Your assignment: Treat the line containing "falls back to" as the last one, and return every line exactly from the first line of the material below up to it.

Data under study:
════════

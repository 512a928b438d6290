//! Collision-avoiding move primitive used by every pass.
//!
//! A move either fully relocates the item or leaves it exactly where it was:
//! `fs::rename` is tried first, and a cross-device failure falls back to
//! copy, verify, then delete-original. Name collisions at the destination are
//! resolved with a bounded `_N` suffix search, never by overwriting.

use std::fs;
use std::io;
use std::path::{Path, PathBuf};

/// Upper bound on the `_N` collision suffix search.
const MAX_COLLISION_ATTEMPTS: u32 = 100;

/// Errors that can occur while relocating a single entry.
#[derive(Debug)]
pub enum RelocateError {
    /// Failed to create the destination directory chain.
    DirectoryCreationFailed { path: PathBuf, source: io::Error },
    /// Every candidate name up to the attempt cap already exists.
    CollisionExhausted { name: String, target_dir: PathBuf },
    /// The move (or its copy fallback) failed.
    MoveFailed {
        source_path: PathBuf,
        destination: PathBuf,
        source: io::Error,
    },
}

impl std::fmt::Display for RelocateError {
    fn fmt(&self, f: &mut std::fmt::Formatter<'_>) -> std::fmt::Result {
        match self {
            Self::DirectoryCreationFailed { path, source } => {
                write!(
                    f,
                    "Failed to create directory {}: {}",
                    path.display(),
                    source
                )
            }
            Self::CollisionExhausted { name, target_dir } => {
                write!(
                    f,
                    "Too many entries named like '{}' already in {}",
                    name,
                    target_dir.display()
                )
            }
            Self::MoveFailed {
                source_path,
                destination,
                source,
            } => {
                write!(
                    f,
                    "Failed to move {} to {}: {}",
                    source_path.display(),
                    destination.display(),
                    source
                )
            }
        }
    }
}

impl std::error::Error for RelocateError {}

/// Result type for relocation operations.
pub type RelocateResult<T> = Result<T, RelocateError>;

/// What a safe move did.
#[derive(Debug, Clone, PartialEq, Eq)]
pub enum MoveOutcome {
    /// The item now lives at `to`.
    Moved { to: PathBuf },
    /// The source vanished before the move; nothing was touched.
    SourceMissing,
}

/// Moves `source` into `target_dir` without ever overwriting anything.
///
/// The destination directory chain is created on demand. When
/// `target_dir/<name>` already exists, a numeric suffix is appended before
/// the extension (`report_1.pdf`, `report_2.pdf`, ...); directories get the
/// bare suffix (`project_1`). The search is capped; exhausting it is an
/// error and the source stays untouched.
pub fn move_safely(source: &Path, target_dir: &Path) -> RelocateResult<MoveOutcome> {
    if fs::symlink_metadata(source).is_err() {
        return Ok(MoveOutcome::SourceMissing);
    }

    fs::create_dir_all(target_dir).map_err(|e| RelocateError::DirectoryCreationFailed {
        path: target_dir.to_path_buf(),
        source: e,
    })?;

    let name = source
        .file_name()
        .map(|n| n.to_string_lossy().to_string())
        .ok_or_else(|| RelocateError::MoveFailed {
            source_path: source.to_path_buf(),
            destination: target_dir.to_path_buf(),
            source: io::Error::new(io::ErrorKind::InvalidInput, "source has no name component"),
        })?;

    let destination = next_free_name(target_dir, &name, source.is_dir())?;

    match fs::rename(source, &destination) {
        Ok(()) => Ok(MoveOutcome::Moved { to: destination }),
        // Typically a cross-device move; rename cannot do those.
        Err(_) => match copy_then_delete(source, &destination) {
            Ok(()) => Ok(MoveOutcome::Moved { to: destination }),
            Err(e) => Err(RelocateError::MoveFailed {
                source_path: source.to_path_buf(),
                destination,
                source: e,
            }),
        },
    }
}

/// Finds the first non-existing destination name, `_N`-suffixed on demand.
fn next_free_name(target_dir: &Path, name: &str, is_dir: bool) -> RelocateResult<PathBuf> {
    let candidate = target_dir.join(name);
    if !candidate.exists() {
        return Ok(candidate);
    }

    let (stem, ext) = if is_dir {
        (name.to_string(), String::new())
    } else {
        split_name(name)
    };

    for counter in 1..=MAX_COLLISION_ATTEMPTS {
        let candidate = target_dir.join(format!("{}_{}{}", stem, counter, ext));
        if !candidate.exists() {
            return Ok(candidate);
        }
    }

    Err(RelocateError::CollisionExhausted {
        name: name.to_string(),
        target_dir: target_dir.to_path_buf(),
    })
}

/// Splits a filename into stem and extension (extension keeps its dot).
fn split_name(name: &str) -> (String, String) {
    let path = Path::new(name);
    match (path.file_stem(), path.extension()) {
        (Some(stem), Some(ext)) => (
            stem.to_string_lossy().to_string(),
            format!(".{}", ext.to_string_lossy()),
        ),
        _ => (name.to_string(), String::new()),
    }
}

/// Copy fallback for moves `fs::rename` cannot perform. The source is only
/// deleted after the full copy has landed and, for files, the byte count has
/// been verified.
fn copy_then_delete(source: &Path, destination: &Path) -> io::Result<()> {
    if source.is_dir() {
        if let Err(e) = copy_dir_recursive(source, destination) {
            let _ = fs::remove_dir_all(destination);
            return Err(e);
        }
        fs::remove_dir_all(source)
    } else {
        let written = fs::copy(source, destination)?;
        let expected = fs::metadata(source)?.len();
        if written != expected {
            let _ = fs::remove_file(destination);
            return Err(io::Error::other(format!(
                "short copy: {} of {} bytes",
                written, expected
            )));
        }
        fs::remove_file(source)
    }
}

fn copy_dir_recursive(source: &Path, destination: &Path) -> io::Result<()> {
    fs::create_dir_all(destination)?;
    for entry in fs::read_dir(source)? {
        let entry = entry?;
        let target = destination.join(entry.file_name());
        if entry.file_type()?.is_dir() {
            copy_dir_recursive(&entry.path(), &target)?;
        } else {
            fs::copy(entry.path(), &target)?;
        }
    }
    Ok(())
}

#[cfg(test)]
mod tests {
    use super::*;
    use std::fs;
    use tempfile::TempDir;

    #[test]
    fn test_move_creates_target_chain() {
        let temp = TempDir::new().expect("Failed to create temp directory");
        let source = temp.path().join("a.txt");
        fs::write(&source, "content").expect("write failed");

        let target = temp.path().join("archive").join("old");
        let outcome = move_safely(&source, &target).expect("move failed");

        assert_eq!(
            outcome,
            MoveOutcome::Moved {
                to: target.join("a.txt")
            }
        );
        assert!(!source.exists());
        assert!(target.join("a.txt").exists());
    }

    #[test]
    fn test_missing_source_is_a_warning_not_an_error() {
        let temp = TempDir::new().expect("Failed to create temp directory");
        let outcome = move_safely(&temp.path().join("gone.txt"), temp.path())
            .expect("missing source must not error");
        assert_eq!(outcome, MoveOutcome::SourceMissing);
    }

    #[test]
    fn test_collision_appends_suffix_before_extension() {
        let temp = TempDir::new().expect("Failed to create temp directory");
        let target = temp.path().join("docs");
        fs::create_dir(&target).expect("mkdir failed");
        fs::write(target.join("report.pdf"), "first").expect("write failed");

        let second = temp.path().join("report.pdf");
        fs::write(&second, "second").expect("write failed");
        move_safely(&second, &target).expect("move failed");

        let third = temp.path().join("report.pdf");
        fs::write(&third, "third").expect("write failed");
        move_safely(&third, &target).expect("move failed");

        assert_eq!(
            fs::read_to_string(target.join("report.pdf")).expect("read failed"),
            "first"
        );
        assert_eq!(
            fs::read_to_string(target.join("report_1.pdf")).expect("read failed"),
            "second"
        );
        assert_eq!(
            fs::read_to_string(target.join("report_2.pdf")).expect("read failed"),
            "third"
        );
    }

    #[test]
    fn test_directory_collision_suffix_has_no_extension() {
        let temp = TempDir::new().expect("Failed to create temp directory");
        let target = temp.path().join("archive");
        fs::create_dir_all(target.join("project")).expect("mkdir failed");

        let source = temp.path().join("project");
        fs::create_dir(&source).expect("mkdir failed");
        fs::write(source.join("inner.txt"), "x").expect("write failed");

        move_safely(&source, &target).expect("move failed");
        assert!(target.join("project_1").join("inner.txt").exists());
    }

    #[test]
    fn test_collision_cap_reports_error_and_leaves_source() {
        let temp = TempDir::new().expect("Failed to create temp directory");
        let target = temp.path().join("docs");
        fs::create_dir(&target).expect("mkdir failed");

        fs::write(target.join("f.txt"), "0").expect("write failed");
        for i in 1..=MAX_COLLISION_ATTEMPTS {
            fs::write(target.join(format!("f_{}.txt", i)), "x").expect("write failed");
        }

        let source = temp.path().join("f.txt");
        fs::write(&source, "new").expect("write failed");

        let result = move_safely(&source, &target);
        assert!(matches!(
            result,
            Err(RelocateError::CollisionExhausted { .. })
        ));
        assert!(source.exists(), "source must stay put after the error");
    }

    #[test]
    fn test_dotfile_collision_keeps_leading_dot() {
        let temp = TempDir::new().expect("Failed to create temp directory");
        let target = temp.path().join("other");
        fs::create_dir(&target).expect("mkdir failed");
        fs::write(target.join(".env"), "a").expect("write failed");

        let source = temp.path().join(".env");
        fs::write(&source, "b").expect("write failed");
        let outcome = move_safely(&source, &target).expect("move failed");

        assert_eq!(
            outcome,
            MoveOutcome::Moved {
                to: target.join(".env_1")
            }
        );
    }

    #[test]
    fn test_moving_whole_directory_keeps_contents() {
        let temp = TempDir::new().expect("Failed to create temp directory");
        let source = temp.path().join("proj");
        fs::create_dir_all(source.join("sub")).expect("mkdir failed");
        fs::write(source.join("sub").join("deep.txt"), "x").expect("write failed");

        let target = temp.path().join("archive");
        move_safely(&source, &target).expect("move failed");

        assert!(!source.exists());
        assert!(target.join("proj").join("sub").join("deep.txt").exists());
    }
}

════════

Exercise output:
repository 512a928b438d6290
//! Collision-avoiding move primitive used by every pass.
//!
//! A move either fully relocates the item or leaves it exactly where it was:
//! `fs::rename` is tried first, and a cross-device failure falls back to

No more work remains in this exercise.